▶ _Task instructions_: Across the whole listing, state how many lines include "limit". Add nothing to that number.

▶ _Material for this exercise_:
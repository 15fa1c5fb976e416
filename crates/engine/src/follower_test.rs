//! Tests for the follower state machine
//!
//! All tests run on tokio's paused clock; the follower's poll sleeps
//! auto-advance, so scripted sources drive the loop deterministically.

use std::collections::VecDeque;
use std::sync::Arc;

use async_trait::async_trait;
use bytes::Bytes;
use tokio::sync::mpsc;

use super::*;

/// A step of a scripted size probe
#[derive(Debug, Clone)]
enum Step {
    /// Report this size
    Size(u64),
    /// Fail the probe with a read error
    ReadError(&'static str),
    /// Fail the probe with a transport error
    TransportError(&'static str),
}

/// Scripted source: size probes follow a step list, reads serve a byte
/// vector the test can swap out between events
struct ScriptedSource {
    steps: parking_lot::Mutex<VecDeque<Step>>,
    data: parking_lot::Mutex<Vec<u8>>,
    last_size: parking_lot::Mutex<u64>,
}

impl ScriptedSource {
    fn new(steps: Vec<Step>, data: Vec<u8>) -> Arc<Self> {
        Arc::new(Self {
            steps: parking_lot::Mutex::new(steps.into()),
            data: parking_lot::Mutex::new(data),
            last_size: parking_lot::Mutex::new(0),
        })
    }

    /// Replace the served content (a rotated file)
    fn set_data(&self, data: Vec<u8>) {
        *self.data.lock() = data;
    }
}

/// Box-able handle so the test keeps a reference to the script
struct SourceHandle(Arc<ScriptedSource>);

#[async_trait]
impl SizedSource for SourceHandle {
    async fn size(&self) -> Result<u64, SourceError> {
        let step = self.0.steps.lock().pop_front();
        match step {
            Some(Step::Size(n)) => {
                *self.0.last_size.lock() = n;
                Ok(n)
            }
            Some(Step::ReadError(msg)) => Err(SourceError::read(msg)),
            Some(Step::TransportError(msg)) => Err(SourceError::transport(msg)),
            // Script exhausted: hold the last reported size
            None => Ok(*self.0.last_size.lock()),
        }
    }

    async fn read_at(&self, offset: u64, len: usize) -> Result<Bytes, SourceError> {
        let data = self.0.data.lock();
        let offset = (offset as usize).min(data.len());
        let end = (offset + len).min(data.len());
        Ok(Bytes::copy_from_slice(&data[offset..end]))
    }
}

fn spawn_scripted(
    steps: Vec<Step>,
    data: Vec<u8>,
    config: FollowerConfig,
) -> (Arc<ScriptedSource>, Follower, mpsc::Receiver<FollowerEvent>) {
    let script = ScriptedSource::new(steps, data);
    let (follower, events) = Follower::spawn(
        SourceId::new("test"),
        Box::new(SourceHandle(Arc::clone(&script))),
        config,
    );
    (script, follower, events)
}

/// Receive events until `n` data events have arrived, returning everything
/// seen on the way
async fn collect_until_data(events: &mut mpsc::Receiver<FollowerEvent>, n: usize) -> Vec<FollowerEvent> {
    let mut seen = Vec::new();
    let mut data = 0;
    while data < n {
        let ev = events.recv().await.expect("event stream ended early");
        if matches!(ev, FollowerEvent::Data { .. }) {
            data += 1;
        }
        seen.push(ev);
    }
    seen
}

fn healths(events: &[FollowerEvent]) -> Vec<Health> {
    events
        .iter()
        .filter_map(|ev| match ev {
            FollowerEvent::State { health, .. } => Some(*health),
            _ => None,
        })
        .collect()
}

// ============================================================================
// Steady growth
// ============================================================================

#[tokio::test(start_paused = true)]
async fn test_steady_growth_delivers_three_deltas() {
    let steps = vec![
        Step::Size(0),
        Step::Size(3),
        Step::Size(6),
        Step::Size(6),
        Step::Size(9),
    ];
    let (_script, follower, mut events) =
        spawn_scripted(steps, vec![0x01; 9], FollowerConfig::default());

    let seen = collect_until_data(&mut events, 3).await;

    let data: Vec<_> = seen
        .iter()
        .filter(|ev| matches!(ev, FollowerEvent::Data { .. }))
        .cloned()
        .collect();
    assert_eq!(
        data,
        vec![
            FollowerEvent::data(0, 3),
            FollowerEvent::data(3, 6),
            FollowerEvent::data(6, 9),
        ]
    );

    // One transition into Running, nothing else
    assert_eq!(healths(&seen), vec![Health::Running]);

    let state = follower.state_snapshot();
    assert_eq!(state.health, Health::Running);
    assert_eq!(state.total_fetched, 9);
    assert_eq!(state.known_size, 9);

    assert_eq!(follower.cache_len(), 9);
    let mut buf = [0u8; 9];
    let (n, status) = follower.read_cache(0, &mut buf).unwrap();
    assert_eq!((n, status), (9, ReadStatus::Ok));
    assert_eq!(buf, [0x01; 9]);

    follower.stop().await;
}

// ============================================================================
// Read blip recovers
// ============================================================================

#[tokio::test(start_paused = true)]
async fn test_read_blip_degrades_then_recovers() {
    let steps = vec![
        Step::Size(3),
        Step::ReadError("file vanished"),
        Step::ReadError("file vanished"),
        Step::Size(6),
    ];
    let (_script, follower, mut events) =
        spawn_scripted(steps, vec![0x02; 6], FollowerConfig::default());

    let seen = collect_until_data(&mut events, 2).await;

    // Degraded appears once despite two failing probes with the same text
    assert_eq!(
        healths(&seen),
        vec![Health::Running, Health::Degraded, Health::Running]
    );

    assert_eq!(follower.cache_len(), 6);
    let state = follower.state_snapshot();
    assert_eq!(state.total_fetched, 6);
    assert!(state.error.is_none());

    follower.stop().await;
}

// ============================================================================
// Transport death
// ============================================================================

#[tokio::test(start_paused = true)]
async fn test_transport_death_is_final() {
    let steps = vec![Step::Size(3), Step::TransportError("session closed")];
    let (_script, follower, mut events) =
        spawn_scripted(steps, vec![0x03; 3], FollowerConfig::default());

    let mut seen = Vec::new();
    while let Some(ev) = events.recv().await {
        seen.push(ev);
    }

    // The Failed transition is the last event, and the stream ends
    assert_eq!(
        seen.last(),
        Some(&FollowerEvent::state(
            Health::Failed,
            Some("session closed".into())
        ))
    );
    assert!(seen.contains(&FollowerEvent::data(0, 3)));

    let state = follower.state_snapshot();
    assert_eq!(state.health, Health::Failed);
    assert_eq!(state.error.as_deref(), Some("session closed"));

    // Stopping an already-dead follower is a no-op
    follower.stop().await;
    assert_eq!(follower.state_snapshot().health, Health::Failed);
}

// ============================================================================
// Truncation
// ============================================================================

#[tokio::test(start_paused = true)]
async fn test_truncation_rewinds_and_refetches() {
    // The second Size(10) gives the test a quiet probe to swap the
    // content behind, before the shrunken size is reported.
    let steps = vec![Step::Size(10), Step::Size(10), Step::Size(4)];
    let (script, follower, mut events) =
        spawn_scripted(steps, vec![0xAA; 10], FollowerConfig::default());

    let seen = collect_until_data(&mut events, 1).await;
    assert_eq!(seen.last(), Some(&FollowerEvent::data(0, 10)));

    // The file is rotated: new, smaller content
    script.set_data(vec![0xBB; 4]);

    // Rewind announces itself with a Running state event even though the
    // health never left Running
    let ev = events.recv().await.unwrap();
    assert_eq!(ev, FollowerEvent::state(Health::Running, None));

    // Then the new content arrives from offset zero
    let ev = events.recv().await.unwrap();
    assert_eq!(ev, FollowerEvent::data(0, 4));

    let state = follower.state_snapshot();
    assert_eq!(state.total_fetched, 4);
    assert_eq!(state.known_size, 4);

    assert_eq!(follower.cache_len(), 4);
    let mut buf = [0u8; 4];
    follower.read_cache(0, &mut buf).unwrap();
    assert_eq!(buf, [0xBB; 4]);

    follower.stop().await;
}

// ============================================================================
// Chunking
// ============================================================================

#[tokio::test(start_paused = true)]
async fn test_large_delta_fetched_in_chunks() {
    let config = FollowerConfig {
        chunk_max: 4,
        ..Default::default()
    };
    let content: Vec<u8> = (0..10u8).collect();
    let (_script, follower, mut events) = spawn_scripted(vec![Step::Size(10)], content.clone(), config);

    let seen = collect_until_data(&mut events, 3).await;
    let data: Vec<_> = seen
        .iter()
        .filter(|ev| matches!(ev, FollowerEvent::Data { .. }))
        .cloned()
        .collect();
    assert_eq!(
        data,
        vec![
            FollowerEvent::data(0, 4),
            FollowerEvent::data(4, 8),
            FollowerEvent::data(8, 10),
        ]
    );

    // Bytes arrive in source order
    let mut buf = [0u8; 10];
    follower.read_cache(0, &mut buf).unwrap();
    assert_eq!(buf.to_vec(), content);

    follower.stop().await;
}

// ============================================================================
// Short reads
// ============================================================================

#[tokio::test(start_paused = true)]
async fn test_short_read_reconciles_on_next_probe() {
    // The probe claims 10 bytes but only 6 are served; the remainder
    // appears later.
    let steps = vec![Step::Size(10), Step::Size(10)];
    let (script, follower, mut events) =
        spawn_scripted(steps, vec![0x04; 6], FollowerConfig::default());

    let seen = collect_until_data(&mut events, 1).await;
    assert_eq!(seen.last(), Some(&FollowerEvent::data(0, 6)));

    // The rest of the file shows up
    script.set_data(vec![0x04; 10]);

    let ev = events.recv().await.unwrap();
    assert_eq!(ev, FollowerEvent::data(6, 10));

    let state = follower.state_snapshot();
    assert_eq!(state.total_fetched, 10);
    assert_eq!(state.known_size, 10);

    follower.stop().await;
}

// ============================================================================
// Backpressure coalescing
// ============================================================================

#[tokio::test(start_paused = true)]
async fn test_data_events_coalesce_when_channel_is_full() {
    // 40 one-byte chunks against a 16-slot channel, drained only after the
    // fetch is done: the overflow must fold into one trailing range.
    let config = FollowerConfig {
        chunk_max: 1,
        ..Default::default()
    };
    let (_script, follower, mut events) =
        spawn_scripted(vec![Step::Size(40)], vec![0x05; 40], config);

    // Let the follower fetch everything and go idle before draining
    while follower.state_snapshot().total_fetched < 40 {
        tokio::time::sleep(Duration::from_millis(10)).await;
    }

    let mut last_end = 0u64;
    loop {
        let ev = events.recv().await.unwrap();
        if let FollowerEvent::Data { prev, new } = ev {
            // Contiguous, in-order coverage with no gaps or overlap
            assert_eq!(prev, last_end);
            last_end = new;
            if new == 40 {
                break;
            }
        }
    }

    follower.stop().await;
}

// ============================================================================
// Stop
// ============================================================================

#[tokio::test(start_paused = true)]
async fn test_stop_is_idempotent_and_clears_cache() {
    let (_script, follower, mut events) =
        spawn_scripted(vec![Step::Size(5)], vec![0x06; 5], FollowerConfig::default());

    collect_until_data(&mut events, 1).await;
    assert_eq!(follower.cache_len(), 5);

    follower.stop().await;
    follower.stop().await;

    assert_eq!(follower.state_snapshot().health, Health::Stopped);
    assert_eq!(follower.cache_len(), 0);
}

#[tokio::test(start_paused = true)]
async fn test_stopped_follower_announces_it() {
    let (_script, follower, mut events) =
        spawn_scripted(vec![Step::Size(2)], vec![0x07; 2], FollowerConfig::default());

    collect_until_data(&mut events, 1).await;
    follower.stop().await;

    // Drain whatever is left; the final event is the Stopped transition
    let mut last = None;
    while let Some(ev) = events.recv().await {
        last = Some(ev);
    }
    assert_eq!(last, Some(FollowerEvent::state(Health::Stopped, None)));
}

---

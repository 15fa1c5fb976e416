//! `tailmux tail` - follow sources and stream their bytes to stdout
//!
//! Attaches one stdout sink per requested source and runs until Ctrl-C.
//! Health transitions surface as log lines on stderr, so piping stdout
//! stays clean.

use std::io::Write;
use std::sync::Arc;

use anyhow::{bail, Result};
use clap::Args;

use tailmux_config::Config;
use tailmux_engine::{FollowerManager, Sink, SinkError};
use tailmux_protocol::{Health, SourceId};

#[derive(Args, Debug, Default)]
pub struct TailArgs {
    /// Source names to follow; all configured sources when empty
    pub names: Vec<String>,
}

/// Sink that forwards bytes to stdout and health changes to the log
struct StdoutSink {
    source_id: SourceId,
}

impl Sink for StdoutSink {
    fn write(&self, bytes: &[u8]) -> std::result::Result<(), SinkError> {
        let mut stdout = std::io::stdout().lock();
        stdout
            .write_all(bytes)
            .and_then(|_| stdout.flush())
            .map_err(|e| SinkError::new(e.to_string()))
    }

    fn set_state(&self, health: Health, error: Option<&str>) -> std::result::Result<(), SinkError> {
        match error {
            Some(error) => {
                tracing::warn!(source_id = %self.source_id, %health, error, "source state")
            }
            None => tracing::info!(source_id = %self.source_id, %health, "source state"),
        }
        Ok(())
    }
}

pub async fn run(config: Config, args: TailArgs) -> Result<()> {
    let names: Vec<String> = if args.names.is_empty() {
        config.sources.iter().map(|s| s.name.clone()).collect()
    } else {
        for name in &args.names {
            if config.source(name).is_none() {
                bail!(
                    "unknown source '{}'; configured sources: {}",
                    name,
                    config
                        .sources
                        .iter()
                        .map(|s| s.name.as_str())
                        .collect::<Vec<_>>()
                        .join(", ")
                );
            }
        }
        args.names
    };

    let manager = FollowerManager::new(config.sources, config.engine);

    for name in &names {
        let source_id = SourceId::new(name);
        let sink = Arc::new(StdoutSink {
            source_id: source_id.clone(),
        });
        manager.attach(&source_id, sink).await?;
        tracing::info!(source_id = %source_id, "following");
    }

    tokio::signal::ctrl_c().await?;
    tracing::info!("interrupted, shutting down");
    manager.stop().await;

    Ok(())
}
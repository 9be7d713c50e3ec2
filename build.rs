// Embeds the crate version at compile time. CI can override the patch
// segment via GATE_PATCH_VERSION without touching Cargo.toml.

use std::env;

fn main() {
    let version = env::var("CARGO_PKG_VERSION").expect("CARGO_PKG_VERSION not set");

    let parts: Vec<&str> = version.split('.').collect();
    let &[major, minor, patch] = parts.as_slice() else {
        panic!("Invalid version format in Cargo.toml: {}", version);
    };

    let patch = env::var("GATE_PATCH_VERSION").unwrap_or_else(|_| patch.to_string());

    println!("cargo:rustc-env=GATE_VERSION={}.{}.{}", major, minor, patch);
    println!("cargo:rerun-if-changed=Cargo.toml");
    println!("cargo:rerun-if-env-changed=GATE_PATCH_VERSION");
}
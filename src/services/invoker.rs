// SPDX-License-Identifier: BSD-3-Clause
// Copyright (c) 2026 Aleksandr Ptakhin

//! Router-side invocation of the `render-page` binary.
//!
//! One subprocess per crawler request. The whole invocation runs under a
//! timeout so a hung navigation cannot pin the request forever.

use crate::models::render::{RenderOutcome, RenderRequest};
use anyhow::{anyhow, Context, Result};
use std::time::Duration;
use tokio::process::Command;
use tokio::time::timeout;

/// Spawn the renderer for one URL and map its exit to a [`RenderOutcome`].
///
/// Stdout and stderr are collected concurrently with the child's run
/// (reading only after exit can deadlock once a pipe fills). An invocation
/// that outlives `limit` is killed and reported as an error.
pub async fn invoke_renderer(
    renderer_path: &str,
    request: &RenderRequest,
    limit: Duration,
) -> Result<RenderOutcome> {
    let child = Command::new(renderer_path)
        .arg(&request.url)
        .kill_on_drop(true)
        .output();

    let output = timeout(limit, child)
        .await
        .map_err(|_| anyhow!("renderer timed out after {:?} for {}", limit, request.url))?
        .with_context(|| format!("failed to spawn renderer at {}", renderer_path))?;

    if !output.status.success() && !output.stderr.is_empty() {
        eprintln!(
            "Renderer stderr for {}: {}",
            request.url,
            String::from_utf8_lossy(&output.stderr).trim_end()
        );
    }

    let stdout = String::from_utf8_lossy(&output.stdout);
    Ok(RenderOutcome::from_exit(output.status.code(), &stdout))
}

▶ _Exercise response_: 4